### [HOW TO COMPLETE THIS TASK]
Look through the material below. Return exactly the lines from the one with "pub fn with_config_path(mut" through the one with "execute a command.", both included.

══ THE DATA

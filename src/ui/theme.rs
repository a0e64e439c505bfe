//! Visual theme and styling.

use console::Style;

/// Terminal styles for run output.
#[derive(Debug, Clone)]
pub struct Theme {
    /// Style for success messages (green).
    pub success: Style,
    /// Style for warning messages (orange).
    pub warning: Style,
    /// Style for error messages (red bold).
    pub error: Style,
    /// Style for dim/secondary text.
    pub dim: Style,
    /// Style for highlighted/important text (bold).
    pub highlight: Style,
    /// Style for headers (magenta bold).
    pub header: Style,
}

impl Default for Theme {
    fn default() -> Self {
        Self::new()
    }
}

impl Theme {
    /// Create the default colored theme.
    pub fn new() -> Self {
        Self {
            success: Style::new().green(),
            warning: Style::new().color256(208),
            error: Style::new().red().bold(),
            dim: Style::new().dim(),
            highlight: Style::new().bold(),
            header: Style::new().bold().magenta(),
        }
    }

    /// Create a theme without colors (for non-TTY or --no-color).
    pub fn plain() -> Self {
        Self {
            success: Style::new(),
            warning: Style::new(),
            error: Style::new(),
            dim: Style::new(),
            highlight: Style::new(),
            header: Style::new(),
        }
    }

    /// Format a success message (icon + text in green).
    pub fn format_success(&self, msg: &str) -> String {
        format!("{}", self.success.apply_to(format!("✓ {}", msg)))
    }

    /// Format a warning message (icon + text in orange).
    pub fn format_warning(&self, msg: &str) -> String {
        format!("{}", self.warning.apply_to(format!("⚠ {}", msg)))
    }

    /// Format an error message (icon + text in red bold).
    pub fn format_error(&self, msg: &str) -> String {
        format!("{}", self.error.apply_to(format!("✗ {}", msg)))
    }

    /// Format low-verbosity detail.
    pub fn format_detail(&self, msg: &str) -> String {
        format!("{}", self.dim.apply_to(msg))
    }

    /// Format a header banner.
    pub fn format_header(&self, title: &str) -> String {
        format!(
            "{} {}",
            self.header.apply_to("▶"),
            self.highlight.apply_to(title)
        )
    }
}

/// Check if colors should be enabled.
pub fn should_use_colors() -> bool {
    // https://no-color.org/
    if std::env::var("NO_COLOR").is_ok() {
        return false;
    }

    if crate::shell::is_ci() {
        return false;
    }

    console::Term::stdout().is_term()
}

════
══ THE DATA

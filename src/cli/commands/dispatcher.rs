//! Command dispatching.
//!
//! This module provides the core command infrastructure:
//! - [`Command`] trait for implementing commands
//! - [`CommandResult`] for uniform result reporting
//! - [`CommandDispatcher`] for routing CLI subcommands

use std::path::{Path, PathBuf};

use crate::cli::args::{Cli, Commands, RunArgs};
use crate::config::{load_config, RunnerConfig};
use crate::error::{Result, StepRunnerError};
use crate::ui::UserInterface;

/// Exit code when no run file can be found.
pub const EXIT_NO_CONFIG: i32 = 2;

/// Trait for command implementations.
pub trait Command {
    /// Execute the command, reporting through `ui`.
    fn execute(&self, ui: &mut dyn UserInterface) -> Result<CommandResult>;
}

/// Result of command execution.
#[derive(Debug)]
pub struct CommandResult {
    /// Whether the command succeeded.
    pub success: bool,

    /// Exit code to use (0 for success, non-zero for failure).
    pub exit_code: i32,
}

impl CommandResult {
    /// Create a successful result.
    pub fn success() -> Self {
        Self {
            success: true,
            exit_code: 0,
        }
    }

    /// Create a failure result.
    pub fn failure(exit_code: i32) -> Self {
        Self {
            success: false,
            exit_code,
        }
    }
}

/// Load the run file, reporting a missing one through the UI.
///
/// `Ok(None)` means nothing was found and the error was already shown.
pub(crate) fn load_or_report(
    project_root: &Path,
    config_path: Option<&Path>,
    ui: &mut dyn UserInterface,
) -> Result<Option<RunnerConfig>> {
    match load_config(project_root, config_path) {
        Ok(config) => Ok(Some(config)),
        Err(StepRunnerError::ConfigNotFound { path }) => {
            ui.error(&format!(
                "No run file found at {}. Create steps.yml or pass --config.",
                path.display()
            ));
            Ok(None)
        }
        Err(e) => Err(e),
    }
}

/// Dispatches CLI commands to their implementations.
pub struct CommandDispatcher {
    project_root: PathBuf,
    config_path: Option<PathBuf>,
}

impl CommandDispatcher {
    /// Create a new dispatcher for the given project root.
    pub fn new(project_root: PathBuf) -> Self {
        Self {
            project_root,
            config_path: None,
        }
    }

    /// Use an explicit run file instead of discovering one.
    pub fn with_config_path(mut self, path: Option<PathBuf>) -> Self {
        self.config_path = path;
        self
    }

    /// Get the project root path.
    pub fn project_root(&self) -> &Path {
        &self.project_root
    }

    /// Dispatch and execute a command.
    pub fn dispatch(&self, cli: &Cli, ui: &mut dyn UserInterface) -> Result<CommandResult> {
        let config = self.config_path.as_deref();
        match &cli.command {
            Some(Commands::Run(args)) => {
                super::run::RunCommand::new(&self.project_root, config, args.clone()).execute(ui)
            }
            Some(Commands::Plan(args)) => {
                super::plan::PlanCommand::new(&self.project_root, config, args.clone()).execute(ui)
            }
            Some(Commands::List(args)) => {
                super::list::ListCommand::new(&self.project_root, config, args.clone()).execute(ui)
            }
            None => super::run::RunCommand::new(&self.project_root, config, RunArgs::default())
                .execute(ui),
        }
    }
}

════

### [FINISHED TASK]
    pub fn with_config_path(mut self, path: Option<PathBuf>) -> Self {
        self.config_path = path;
        self
    }

    /// Get the project root path.
    pub fn project_root(&self) -> &Path {
        &self.project_root
    }

    /// Dispatch and execute a command.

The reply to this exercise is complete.